- Born: 1938 (age 87–88) New York City, U.S.
- Education: Dartmouth College Columbia University
- Occupations: Novelist; short story writer; poet;

= Bruce Ducker =

American writer

Bruce Ducker (born 1938) is a prize-winning American novelist, short story writer, and poet.

Born in Brooklyn, NY. Ducker was educated at Dartmouth and Columbia. He has written eight novels and a volume of short stories. His poetry and short fiction appear in such journals as The New Republic, The Yale Review, Poetry, Commonweal, The Southern Review and The Hudson Review. Recent stories have appeared in The Missouri Review, The Sewanee Review, Shenandoah, the American Literary Review and Ascent. His most recent books are his eighth novel, Dizzying Heights from Fulcrum, which was nominated for the James Thurber Prize for American Humor; and The Home Pool: Stories of Fly Fishing and Lesser Passions, with illustrations by Western artist Duke Beardsley from Stackpole Books, which was runner-up for the Colorado Book Award.

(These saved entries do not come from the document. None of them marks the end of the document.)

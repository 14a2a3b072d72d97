use log::{debug, trace, warn};
use std::collections::{BTreeMap, HashSet};
use std::sync::Arc;

use crate::error::{check_replicas, Result};
use crate::hasher::{HashFunction, Md5Hash};
use crate::node::{Node, VirtualNode};

/// Virtual nodes per physical node when no count is given.
pub const DEFAULT_REPLICAS: usize = 160;

/// Consistent hash ring of virtual nodes keyed by ordinal.
///
/// Keys route to the first virtual node at or after their ordinal, wrapping
/// to the lowest ordinal past the end. The ring does no locking of its own:
/// mutate it from one place, or share an immutable snapshot behind an `Arc`.
#[derive(Debug)]
pub struct HashRing<N: Node, H = Md5Hash> {
    hasher: H,
    ring: BTreeMap<u64, VirtualNode<N>>,
    default_replicas: usize,
}

impl<N: Node> Default for HashRing<N> {
    fn default() -> Self {
        HashRing::with_hasher(Md5Hash::new())
    }
}

impl<N: Node> HashRing<N> {
    pub fn new() -> Self {
        Self::default()
    }
}

impl<N: Node, H: HashFunction> HashRing<N, H> {
    pub fn with_hasher(hasher: H) -> Self {
        HashRing {
            hasher,
            ring: BTreeMap::new(),
            default_replicas: DEFAULT_REPLICAS,
        }
    }

    /// Builds a ring holding `replicas` virtual nodes for each of `nodes`.
    pub fn with_nodes<I>(nodes: I, replicas: i64, hasher: H) -> Result<Self>
    where
        I: IntoIterator<Item = Arc<N>>,
    {
        let replicas = check_replicas(replicas)?;
        let mut ring = HashRing::with_hasher(hasher);
        for node in nodes {
            ring.insert_replicas(node, replicas);
        }
        Ok(ring)
    }

    /// Places `replicas` more virtual nodes for `node` on the ring.
    ///
    /// Replica indices continue from the number of virtual nodes the node
    /// already has on the ring. Adding to a present node therefore extends
    /// its placements; a fully removed node starts again from index 0.
    pub fn add_node(&mut self, node: Arc<N>, replicas: i64) -> Result<()> {
        let replicas = check_replicas(replicas)?;
        self.insert_replicas(node, replicas);
        Ok(())
    }

    /// [`add_node`](Self::add_node) with the ring's default replica count.
    pub fn add_node_default(&mut self, node: Arc<N>) {
        self.insert_replicas(node, self.default_replicas);
    }

    pub(crate) fn insert_replicas(&mut self, node: Arc<N>, replicas: usize) {
        let existing = self.count_replicas_of(&node);
        for i in 0..replicas {
            let vnode = VirtualNode::new(Arc::clone(&node), existing + i);
            let ordinal = self.hasher.hash(&vnode.ring_key());
            if let Some(prev) = self.ring.insert(ordinal, vnode) {
                warn!(
                    "ordinal collision at {}: {} overwritten by {}-{}",
                    ordinal,
                    prev.ring_key(),
                    node.key(),
                    existing + i
                );
            }
        }
        debug!(
            "Node added: [{}] replicas = {} len = {}",
            node.key(),
            replicas,
            self.ring.len()
        );
    }

    /// Drops every virtual node of `node`. Absent nodes are ignored.
    pub fn remove_node(&mut self, node: &N) {
        let before = self.ring.len();
        self.ring.retain(|_, vnode| !vnode.represents(node));
        debug!(
            "Node removed: [{}] removed = {} len = {}",
            node.key(),
            before - self.ring.len(),
            self.ring.len()
        );
    }

    /// Finds the physical node owning `key`, or `None` on an empty ring.
    pub fn route_node(&self, key: &str) -> Option<&Arc<N>> {
        let target = self.hasher.hash(key);
        let vnode = match self.ring.range(target..).next() {
            Some((_, vnode)) => vnode,
            // past the highest ordinal: wrap to the start of the ring
            None => self.ring.values().next()?,
        };
        trace!("route [{}] ({}) -> {}", key, target, vnode.ring_key());
        Some(vnode.physical())
    }

    pub fn count_replicas_of(&self, node: &N) -> usize {
        self.ring.values().filter(|v| v.represents(node)).count()
    }

    pub fn contains(&self, node: &N) -> bool {
        self.ring.values().any(|v| v.represents(node))
    }

    pub fn set_default_replica_count(&mut self, replicas: i64) -> Result<()> {
        self.default_replicas = check_replicas(replicas)?;
        Ok(())
    }

    pub fn default_replica_count(&self) -> usize {
        self.default_replicas
    }

    /// Number of virtual nodes on the ring.
    pub fn len(&self) -> usize {
        self.ring.len()
    }

    pub fn is_empty(&self) -> bool {
        self.ring.is_empty()
    }

    /// Distinct physical nodes, in ring order of their first virtual node.
    pub fn physical_nodes(&self) -> Vec<Arc<N>> {
        let mut seen = HashSet::new();
        self.ring
            .values()
            .filter(|v| seen.insert(v.physical().key().to_owned()))
            .map(|v| Arc::clone(v.physical()))
            .collect()
    }
}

His novel Lead Us Not Into Penn Station has won the Colorado Book Award, and was runner-up for the American Library Association Best Book Award. His work has won praise including that of novelists James Salter and Warwick Downing, and humorist Dave Barry.

== Bibliography ==
- Home Pool: Stories of Fly Fishing and Lesser Passions (Stackpole Books, 2008)
- Dizzying Heights: The Aspen Novel (Fulcrum Books, 2008)
- Mooney in Flight (MacAdam/Cage, 2003)
- Bloodlines (Permanent Press, 2000)
- Lead Us Not Into Penn Station (Permanent Press, 1995)
- Marital Assets (Permanent Press, 1993)
- Bankroll (E. P. Dutton, 1989)
- Failure at the Mission Trust (Freundlich Books, 1986)
- Rule by Proxy (Crown, 1975)

== See also ==

- Gordon Lish (Bruce Ducker is a former protégé of Lish)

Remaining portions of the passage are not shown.